> ASSIGNMENT
Please write out, exactly as given, every line of the entries below up to and including the line with "extracted from JWT".

Stored data entries
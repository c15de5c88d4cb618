use axum::{
    extract::Request,
    http::HeaderMap,
    middleware::Next,
    response::Response,
};
use uuid::Uuid;

use crate::auth::{verify_jwt, AuthError, Claims};
use crate::database::models::UserRole;
use crate::error::ApiError;

/// Authenticated user context extracted from JWT
#[derive(Clone, Debug)]
pub struct AuthUser {
    pub user_id: Uuid,
    pub email: String,
    pub role: UserRole,
    pub organization_id: Uuid,
}

impl From<Claims> for AuthUser {
    fn from(claims: Claims) -> Self {
        Self {
            user_id: claims.user_id,
            email: claims.email,
            role: claims.role,
            organization_id: claims.organization_id,
        }
    }
}

/// JWT authentication middleware that validates tokens and extracts user context
pub async fn jwt_auth_middleware(
    headers: HeaderMap,
    mut request: Request,
    next: Next,
) -> Result<Response, ApiError> {
    let token = extract_bearer_token(&headers).map_err(ApiError::unauthorized)?;

    let claims = verify_jwt(&token).map_err(|e| match e {
        AuthError::TokenExpired => ApiError::unauthorized("Token expired"),
        AuthError::MissingSecret => ApiError::service_unavailable("Authentication not configured"),
        _ => ApiError::unauthorized("Invalid token"),
    })?;

    // Refresh tokens are only valid against /auth/refresh
    if claims.token_type != "access" {
        return Err(ApiError::unauthorized("Invalid token"));
    }

    let auth_user = AuthUser::from(claims);
    request.extensions_mut().insert(auth_user);

    Ok(next.run(request).await)
}

/// Extract JWT token from Authorization header
fn extract_bearer_token(headers: &HeaderMap) -> Result<String, String> {
    let auth_header = headers
        .get("authorization")
        .ok_or_else(|| "Unauthorized - No token provided".to_string())?;

    let auth_str = auth_header
        .to_str()
        .map_err(|_| "Invalid Authorization header format".to_string())?;

    if let Some(token) = auth_str.strip_prefix("Bearer ") {
        if token.trim().is_empty() {
            return Err("Empty JWT token".to_string());
        }
        Ok(token.to_string())
    } else {
        Err("Authorization header must use Bearer token format".to_string())
    }
}

#[cfg(test)]
mod tests {
    use super::*;
    use axum::http::HeaderValue;

    #[test]
    fn bearer_token_extraction() {
        let mut headers = HeaderMap::new();
        headers.insert("authorization", HeaderValue::from_static("Bearer abc.def.ghi"));
        assert_eq!(extract_bearer_token(&headers).unwrap(), "abc.def.ghi");
    }

    #[test]
    fn missing_and_malformed_headers_rejected() {
        let headers = HeaderMap::new();
        assert!(extract_bearer_token(&headers).is_err());

        let mut headers = HeaderMap::new();
        headers.insert("authorization", HeaderValue::from_static("Basic dXNlcg=="));
        assert!(extract_bearer_token(&headers).is_err());

        let mut headers = HeaderMap::new();
        headers.insert("authorization", HeaderValue::from_static("Bearer  "));
        assert!(extract_bearer_token(&headers).is_err());
    }
}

> SOLUTION TO THIS PROBLEM
repository c15de5c88d4cb618
use axum::{
    extract::Request,
    http::HeaderMap,
    middleware::Next,
    response::Response,
};
use uuid::Uuid;

use crate::auth::{verify_jwt, AuthError, Claims};
use crate::database::models::UserRole;
use crate::error::ApiError;

/// Authenticated user context extracted from JWT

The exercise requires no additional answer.